[Bogor, 7 Desember 2017] Diskusi Regenerasi Pengelolaan Hutan Adat diadakan dua hari lalu tanggal 5 Desember 2017, di Jakarta. Diskusi ini dilaksanakan dalam rangkaian Festival Hutan Adat memperingati satu tahun pengakuan hutan adat pertama pasca putusan Mahkamah Konstitusi (MK) no 35/PUU-X/2012 dengan tema “Pasca Pengakuan: Mengurai Pengelolaan Hutan Adat”. Putusan MK tersebut menyatakan bahwa hutan adat bukan lagi menjadi hutan negara. Berbicara sebagai narasumber dalam diskusi terfokus ini adalah Sri Guritno, Kasubdit Masyarakat Adat Kementerian Pendidikan dan Kebudayaan, Mardha Tillah, Direktur Eksekutif Rimbawan Muda Indonesia (RMI) dan Helmi Basalamah, Kepala Badan Penyuluhan dan Pengembangan Sumber Daya Manusia (BP2SDM) Kementerian Lingkungan Hidup dan Kehutanan.
Dalam diskusi ini, generasi muda adat menjadi subyek penting yang terus disebut-sebut. Generasi muda ini merupakan pihak yang akan melanjutkan pengelolaan hutan adat 10-20 tahun mendatang. “Namun, saat ini banyak sekali anak muda adat yang memilih untuk pergi ke kota untuk mencari pekerjaan, walaupun sekedar menjadi tukang cuci, asisten rumah tangga, dan pekerjaan non-formal lainnya karena keterbatasan lahan yang akan dikelola dan lapangan pekerjaan lainnya,” ujar Mardha Tillah. Terkait situasi tersebut, dia melontarkan pertanyaan, apakah nanti pada waktunya, generasi muda ini akan dapat menguasai pengetahuan dan keahlian pengelolaan hutan adat mereka? Di sisi lain, dia melanjutkan bahwa kembalinya hutan adat kepada masyarakat adat, seperti di Kasepuhan Karang yang terletak di Kabupaten Lebak, Banten, menjadi penarik bagi anak-anak muda yang sedang merantau untuk kembali ke kampungnya.
Sri Guritno menjelaskan bahwa Kementerian Pendidikan dan Kebudayaan sangat mendukung terjaganya budaya masyarakat adat, termasuk dalam budaya pengelolaan sumber daya hutan. “Pendidikan Layanan Khusus (PLK) sesuai UU Sistem Pendidikan Nasional, merupakan program dari Kemdikbud yang diadakan untuk mendukung hal ini. Pendidikan kontekstual yang menyesuaikan dengan budaya dan norma-norma masyarakat adat setempat, dan pendidikan formal yang terintegrasi dengan muatan budaya lokal menjadi pilihan bagi Kemdikbud untuk melaksanakan program ini”.

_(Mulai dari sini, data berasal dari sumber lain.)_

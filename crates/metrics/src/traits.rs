//! Metrics provider traits
//!
//! Traits for components to expose their counters to the reporter. The
//! pipeline manager, sinks and sources implement these so the reporter can
//! collect snapshots without knowing the concrete types.
//!
//! # Design
//!
//! - Traits use `&self`; counters are atomics, so no locks are needed
//! - All providers are `Send + Sync` for collection from the reporter task

use std::sync::atomic::{AtomicU64, Ordering};

/// Point-in-time snapshot of pipeline manager counters
#[derive(Debug, Clone, Copy, Default, PartialEq, Eq, serde::Serialize)]
pub struct PipelineSnapshot {
    /// Items handed to `dispatch`
    pub dispatched: u64,
    /// Pipeline matches (one item can match several pipelines)
    pub matched: u64,
    /// Items no pipeline accepted
    pub unmatched: u64,
    /// Items aborted by a transformer error
    pub chain_errors: u64,
    /// Sink publishes that failed
    pub publish_errors: u64,
    /// Samples dropped for arriving out of sequence
    pub sequence_drops: u64,
    /// Chain flushes performed
    pub flushes: u64,
    /// Stage errors reported during flushes
    pub flush_errors: u64,
    /// Successful reloads
    pub reloads: u64,
    /// Current generation number
    pub generation: u64,
}

/// Trait for the pipeline manager to provide metrics
pub trait PipelineMetricsProvider: Send + Sync {
    fn pipeline_snapshot(&self) -> PipelineSnapshot;
}

/// Counters for an ingest source or the poll scheduler
///
/// All fields use atomics for lock-free updates.
#[derive(Debug, Default)]
pub struct SourceMetrics {
    /// Messages, datagrams or polls received
    pub received: AtomicU64,
    /// Items handed on to the pipeline manager
    pub accepted: AtomicU64,
    /// Discarded as undecodable
    pub malformed: AtomicU64,
    /// Discarded for a missing or wrong signature
    pub unauthenticated: AtomicU64,
    /// Discarded as already seen
    pub duplicates: AtomicU64,
    /// Collection or I/O failures
    pub failures: AtomicU64,
}

impl SourceMetrics {
    /// Create new metrics with all counters at zero
    pub const fn new() -> Self {
        Self {
            received: AtomicU64::new(0),
            accepted: AtomicU64::new(0),
            malformed: AtomicU64::new(0),
            unauthenticated: AtomicU64::new(0),
            duplicates: AtomicU64::new(0),
            failures: AtomicU64::new(0),
        }
    }

    #[inline]
    pub fn record_received(&self) {
        self.received.fetch_add(1, Ordering::Relaxed);
    }

    #[inline]
    pub fn record_accepted(&self, count: u64) {
        self.accepted.fetch_add(count, Ordering::Relaxed);
    }

    #[inline]
    pub fn record_malformed(&self) {
        self.malformed.fetch_add(1, Ordering::Relaxed);
    }

    #[inline]
    pub fn record_unauthenticated(&self) {
        self.unauthenticated.fetch_add(1, Ordering::Relaxed);
    }

    #[inline]
    pub fn record_duplicate(&self) {
        self.duplicates.fetch_add(1, Ordering::Relaxed);
    }

    #[inline]
    pub fn record_failure(&self) {
        self.failures.fetch_add(1, Ordering::Relaxed);
    }

    /// Take a snapshot of current values
    ///
    /// `disabled` is filled in by providers that track it.
    #[inline]
    pub fn snapshot(&self) -> SourceMetricsSnapshot {
        SourceMetricsSnapshot {
            received: self.received.load(Ordering::Relaxed),
            accepted: self.accepted.load(Ordering::Relaxed),
            malformed: self.malformed.load(Ordering::Relaxed),
            unauthenticated: self.unauthenticated.load(Ordering::Relaxed),
            duplicates: self.duplicates.load(Ordering::Relaxed),
            failures: self.failures.load(Ordering::Relaxed),
            disabled: 0,
        }
    }
}

/// Point-in-time snapshot of source metrics
#[derive(Debug, Clone, Copy, Default, PartialEq, Eq, serde::Serialize)]
pub struct SourceMetricsSnapshot {
    pub received: u64,
    pub accepted: u64,
    pub malformed: u64,
    pub unauthenticated: u64,
    pub duplicates: u64,
    pub failures: u64,
    /// Pollsters currently disabled (scheduler only)
    pub disabled: u64,
}

/// Trait for sources to provide metrics to the reporter
pub trait SourceMetricsProvider: Send + Sync {
    /// Unique identifier for this source instance
    fn source_id(&self) -> &str;

    /// Source type (e.g., "udp", "notification", "scheduler")
    fn source_type(&self) -> &str;

    fn snapshot(&self) -> SourceMetricsSnapshot;
}

/// Point-in-time snapshot of publisher sink metrics
#[derive(Debug, Clone, Copy, Default, PartialEq, Eq, serde::Serialize)]
pub struct SinkMetricsSnapshot {
    /// Batches accepted into the queue
    pub published: u64,
    /// Queued batches evicted by drop-oldest
    pub overflow_dropped: u64,
    /// Batches refused by drop-and-fail
    pub overflow_rejected: u64,
    /// Batches delivered
    pub delivered: u64,
    /// Items inside delivered batches
    pub items_delivered: u64,
    /// Transient write failures (each retried attempt)
    pub transient_failures: u64,
    /// Batches abandoned after the retry bound
    pub exhausted: u64,
    /// Batches the destination rejected permanently
    pub rejected: u64,
    /// Batches still queued when the shutdown grace ran out
    pub discarded: u64,
    /// Current queue length
    pub queue_depth: u64,
}

/// Trait for sinks to provide metrics to the reporter
pub trait SinkMetricsProvider: Send + Sync {
    /// Configured sink name
    fn sink_id(&self) -> &str;

    /// Dispatcher scheme (e.g., "udp", "file", "memory")
    fn sink_type(&self) -> &str;

    fn snapshot(&self) -> SinkMetricsSnapshot;
}

#[cfg(test)]
mod tests {
    use super::*;

    #[test]
    fn test_source_metrics_snapshot() {
        let metrics = SourceMetrics::new();
        metrics.record_received();
        metrics.record_received();
        metrics.record_accepted(5);
        metrics.record_malformed();
        metrics.record_unauthenticated();
        metrics.record_duplicate();
        metrics.record_failure();

        let snapshot = metrics.snapshot();
        assert_eq!(snapshot.received, 2);
        assert_eq!(snapshot.accepted, 5);
        assert_eq!(snapshot.malformed, 1);
        assert_eq!(snapshot.unauthenticated, 1);
        assert_eq!(snapshot.duplicates, 1);
        assert_eq!(snapshot.failures, 1);
        assert_eq!(snapshot.disabled, 0);
    }

    #[test]
    fn test_snapshots_default_to_zero() {
        assert_eq!(PipelineSnapshot::default().dispatched, 0);
        assert_eq!(SinkMetricsSnapshot::default().queue_depth, 0);
    }
}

Helmi Basalamah melihat bahwa program Kementerian Lingkungan Hidup melalui BP2SDM dapat menjawab beberapa situasi untuk peningkatan kapasitas pemuda di wilayah perhutanan sosial dan hutan adat. Untuk generasi muda, selain adanya Sekolah Menengah Kehutanan (SMK) di 5 wilayah di Indonesia, BP2SDM juga menyediakan skema sekolah lapangan untuk menyediakan kesempatan bagi anak-anak muda yang belum dapat melanjutkan pendidikan ke jenjang SMK.
Menjawab pertanyaan RMI apakah bisa prioritas diberikan kepada anak-anak muda dari wilayah hutan adat, Helmi menjawab “hal tersebut sangat mungkin karena relevan dengan program utama KLHK yaitu perhutanan sosial”.
Engkos Kosasih sebagai salah satu pemuda adat dari Kasepuhan Karang yang hadir pda diskusi tersebut menyatakan bahwa dia dan kawan-kawan seumurnya membutuhkan banyak sekali pengetahuan dan bimbingan, karena ilmu-ilmu tersebut tidak banyak lagi mereka kuasai untuk dapat mengelola sumber daya hutan. “Sekolah formal pun rata-rata kami hanya lulus SD”.
Dalam diskusi ini juga mengemuka bagaimana memastikan bahwa nilai-nilai yang diajarkan oleh institusi pendidikan harus mendekatkan kembali peserta didik pada ekosistem tempat mereka tinggal, sehingga mereka memiliki nilai dan semangat untuk kembali ke kampungnya, untuk meneruskan pengelolaan hutan mereka dengan cara baru tanpa meninggalkan budayanya.